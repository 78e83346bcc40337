//! 2D geographic coordinate and distance metrics.
//!
//! The convention throughout the crate is `x` = latitude, `y` =
//! longitude, both in degrees. Three distance metrics coexist:
//!
//! - [`Coordinate::distance`]: planar Euclidean, for tree bookkeeping
//! - [`Coordinate::geographic_distance`]: haversine great-circle (km),
//!   for reported route distances
//! - [`Coordinate::fast_geographic_distance`]: cheap approximation used
//!   in hot paths (search cost, heuristic, nearest-candidate ranking)

use serde::{Deserialize, Serialize};

/// Mean Earth radius in kilometers.
const EARTH_RADIUS_KM: f64 = 6371.0;

/// Degrees to radians.
const DEG_PER_RADIAN: f64 = 0.0174532925;

/// Approximate great-circle length of one degree, tuned against the
/// haversine metric at mid latitudes. Used by the fast distance only.
const DEG_LENGTH: f64 = 1.1025;

/// A 2D geographic point. `x` = latitude, `y` = longitude, in degrees.
#[derive(Debug, Clone, Copy, PartialEq, Default, Serialize, Deserialize)]
pub struct Coordinate {
    pub x: f64,
    pub y: f64,
}

impl Coordinate {
    #[inline]
    pub fn new(x: f64, y: f64) -> Self {
        Self { x, y }
    }

    #[inline]
    pub fn add(&self, other: &Coordinate) -> Coordinate {
        Coordinate::new(self.x + other.x, self.y + other.y)
    }

    #[inline]
    pub fn sub(&self, other: &Coordinate) -> Coordinate {
        Coordinate::new(self.x - other.x, self.y - other.y)
    }

    #[inline]
    pub fn scale(&self, factor: f64) -> Coordinate {
        Coordinate::new(self.x * factor, self.y * factor)
    }

    #[inline]
    pub fn dot(&self, other: &Coordinate) -> f64 {
        self.x * other.x + self.y * other.y
    }

    /// Clockwise perpendicular of this vector.
    #[inline]
    pub fn perpendicular(&self) -> Coordinate {
        Coordinate::new(self.y, -self.x)
    }

    /// Euclidean length of the vector.
    #[inline]
    pub fn length(&self) -> f64 {
        (self.x * self.x + self.y * self.y).sqrt()
    }

    /// Unit vector with the same direction, or the zero vector unchanged.
    pub fn normalized(&self) -> Coordinate {
        let len = self.length();
        if len == 0.0 {
            *self
        } else {
            Coordinate::new(self.x / len, self.y / len)
        }
    }

    /// Planar Euclidean distance in degrees.
    #[inline]
    pub fn distance(&self, other: &Coordinate) -> f64 {
        let dx = self.x - other.x;
        let dy = self.y - other.y;
        (dx * dx + dy * dy).sqrt()
    }

    /// Great-circle (haversine) distance in kilometers.
    pub fn geographic_distance(&self, other: &Coordinate) -> f64 {
        let d_lat = (other.x - self.x).to_radians();
        let d_lon = (other.y - self.y).to_radians();
        let lat1 = self.x.to_radians();
        let lat2 = other.x.to_radians();

        let a = (d_lat / 2.0).sin().powi(2)
            + (d_lon / 2.0).sin().powi(2) * lat1.cos() * lat2.cos();
        let c = 2.0 * a.sqrt().atan2((1.0 - a).sqrt());
        EARTH_RADIUS_KM * c
    }

    /// Fast but less accurate geographic distance.
    ///
    /// Scales the longitude delta by the cosine of `other`'s latitude
    /// and applies a flat degree-length factor. Callers that feed the
    /// same metric on both sides of a comparison (search ranking,
    /// nearest-candidate selection) do not pay for the error.
    #[inline]
    pub fn fast_geographic_distance(&self, other: &Coordinate) -> f64 {
        let dx = self.x - other.x;
        let dy = (self.y - other.y) * (other.x * DEG_PER_RADIAN).cos();
        (dx * dx + dy * dy).sqrt() * DEG_LENGTH
    }

    /// Planar distance from this point to the finite segment `a`-`b`.
    pub fn distance_to_segment(&self, a: &Coordinate, b: &Coordinate) -> f64 {
        let projected = self.project_onto_segment(a, b);
        self.distance(&projected)
    }

    /// Fast geographic distance from this point to the finite segment
    /// `a`-`b`, scaling the longitude delta by the cosine of the
    /// projected point's latitude.
    pub fn fast_geographic_distance_to_segment(&self, a: &Coordinate, b: &Coordinate) -> f64 {
        let projected = self.project_onto_segment(a, b);
        let dx = self.x - projected.x;
        let dy = (self.y - projected.y) * (projected.x * DEG_PER_RADIAN).cos();
        (dx * dx + dy * dy).sqrt() * DEG_LENGTH
    }

    /// Closest point on the finite segment `a`-`b` to this point.
    ///
    /// The projection parameter is clamped to `[0, 1]`. A degenerate
    /// segment (`a` == `b`, denominator zero) snaps to the far endpoint
    /// `b`.
    pub fn project_onto_segment(&self, a: &Coordinate, b: &Coordinate) -> Coordinate {
        let ab = b.sub(a);
        let ab2 = ab.dot(&ab);
        if ab2 == 0.0 {
            return *b;
        }

        let t = (self.sub(a).dot(&ab) / ab2).clamp(0.0, 1.0);
        a.add(&ab.scale(t))
    }

    /// Fixed-precision identity key, two decimals per component.
    ///
    /// Waypoints closer than ~1 km collapse onto the same key, which is
    /// what the path cache wants: tiny drags of a waypoint reuse the
    /// cached route.
    pub fn hash_key(&self) -> String {
        format!("{:.2}x{:.2}", self.x, self.y)
    }
}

▶ _Task instructions_:
Repeat the material above exactly.

▶ _Reply to the exercise_:
repository 78e83346bcc40337
//! 2D geographic coordinate and distance metrics.
//!
//! The convention throughout the crate is `x` = latitude, `y` =
//! longitude, both in degrees. Three distance metrics coexist:
//!
//! - [`Coordinate::distance`]: planar Euclidean, for tree bookkeeping
//! - [`Coordinate::geographic_distance`]: haversine great-circle (km),
//!   for reported route distances
//! - [`Coordinate::fast_geographic_distance`]: cheap approximation used
//!   in hot paths (search cost, heuristic, nearest-candidate ranking)

use serde::{Deserialize, Serialize};

/// Mean Earth radius in kilometers.
const EARTH_RADIUS_KM: f64 = 6371.0;

/// Degrees to radians.
const DEG_PER_RADIAN: f64 = 0.0174532925;

/// Approximate great-circle length of one degree, tuned against the
/// haversine metric at mid latitudes. Used by the fast distance only.
const DEG_LENGTH: f64 = 1.1025;

/// A 2D geographic point. `x` = latitude, `y` = longitude, in degrees.
#[derive(Debug, Clone, Copy, PartialEq, Default, Serialize, Deserialize)]
pub struct Coordinate {
    pub x: f64,
    pub y: f64,
}

impl Coordinate {
    #[inline]
    pub fn new(x: f64, y: f64) -> Self {
        Self { x, y }
    }

    #[inline]
    pub fn add(&self, other: &Coordinate) -> Coordinate {
        Coordinate::new(self.x + other.x, self.y + other.y)
    }

    #[inline]
    pub fn sub(&self, other: &Coordinate) -> Coordinate {
        Coordinate::new(self.x - other.x, self.y - other.y)
    }

    #[inline]
    pub fn scale(&self, factor: f64) -> Coordinate {
        Coordinate::new(self.x * factor, self.y * factor)
    }

    #[inline]
    pub fn dot(&self, other: &Coordinate) -> f64 {
        self.x * other.x + self.y * other.y
    }

    /// Clockwise perpendicular of this vector.
    #[inline]
    pub fn perpendicular(&self) -> Coordinate {
        Coordinate::new(self.y, -self.x)
    }

    /// Euclidean length of the vector.
    #[inline]
    pub fn length(&self) -> f64 {
        (self.x * self.x + self.y * self.y).sqrt()
    }

    /// Unit vector with the same direction, or the zero vector unchanged.
    pub fn normalized(&self) -> Coordinate {
        let len = self.length();
        if len == 0.0 {
            *self
        } else {
            Coordinate::new(self.x / len, self.y / len)
        }
    }

    /// Planar Euclidean distance in degrees.
    #[inline]
    pub fn distance(&self, other: &Coordinate) -> f64 {
        let dx = self.x - other.x;
        let dy = self.y - other.y;
        (dx * dx + dy * dy).sqrt()
    }

    /// Great-circle (haversine) distance in kilometers.
    pub fn geographic_distance(&self, other: &Coordinate) -> f64 {
        let d_lat = (other.x - self.x).to_radians();
        let d_lon = (other.y - self.y).to_radians();
        let lat1 = self.x.to_radians();
        let lat2 = other.x.to_radians();

        let a = (d_lat / 2.0).sin().powi(2)
            + (d_lon / 2.0).sin().powi(2) * lat1.cos() * lat2.cos();
        let c = 2.0 * a.sqrt().atan2((1.0 - a).sqrt());
        EARTH_RADIUS_KM * c
    }

    /// Fast but less accurate geographic distance.
    ///
    /// Scales the longitude delta by the cosine of `other`'s latitude
    /// and applies a flat degree-length factor. Callers that feed the
    /// same metric on both sides of a comparison (search ranking,
    /// nearest-candidate selection) do not pay for the error.
    #[inline]
    pub fn fast_geographic_distance(&self, other: &Coordinate) -> f64 {
        let dx = self.x - other.x;
        let dy = (self.y - other.y) * (other.x * DEG_PER_RADIAN).cos();
        (dx * dx + dy * dy).sqrt() * DEG_LENGTH
    }

    /// Planar distance from this point to the finite segment `a`-`b`.
    pub fn distance_to_segment(&self, a: &Coordinate, b: &Coordinate) -> f64 {
        let projected = self.project_onto_segment(a, b);
        self.distance(&projected)
    }

    /// Fast geographic distance from this point to the finite segment
    /// `a`-`b`, scaling the longitude delta by the cosine of the
    /// projected point's latitude.
    pub fn fast_geographic_distance_to_segment(&self, a: &Coordinate, b: &Coordinate) -> f64 {
        let projected = self.project_onto_segment(a, b);
        let dx = self.x - projected.x;
        let dy = (self.y - projected.y) * (projected.x * DEG_PER_RADIAN).cos();
        (dx * dx + dy * dy).sqrt() * DEG_LENGTH
    }

    /// Closest point on the finite segment `a`-`b` to this point.
    ///
    /// The projection parameter is clamped to `[0, 1]`. A degenerate
    /// segment (`a` == `b`, denominator zero) snaps to the far endpoint
    /// `b`.
    pub fn project_onto_segment(&self, a: &Coordinate, b: &Coordinate) -> Coordinate {
        let ab = b.sub(a);
        let ab2 = ab.dot(&ab);
        if ab2 == 0.0 {
            return *b;
        }

        let t = (self.sub(a).dot(&ab) / ab2).clamp(0.0, 1.0);
        a.add(&ab.scale(t))
    }

    /// Fixed-precision identity key, two decimals per component.
    ///
    /// Waypoints closer than ~1 km collapse onto the same key, which is
    /// what the path cache wants: tiny drags of a waypoint reuse the
    /// cached route.
    pub fn hash_key(&self) -> String {
        format!("{:.2}x{:.2}", self.x, self.y)
    }
}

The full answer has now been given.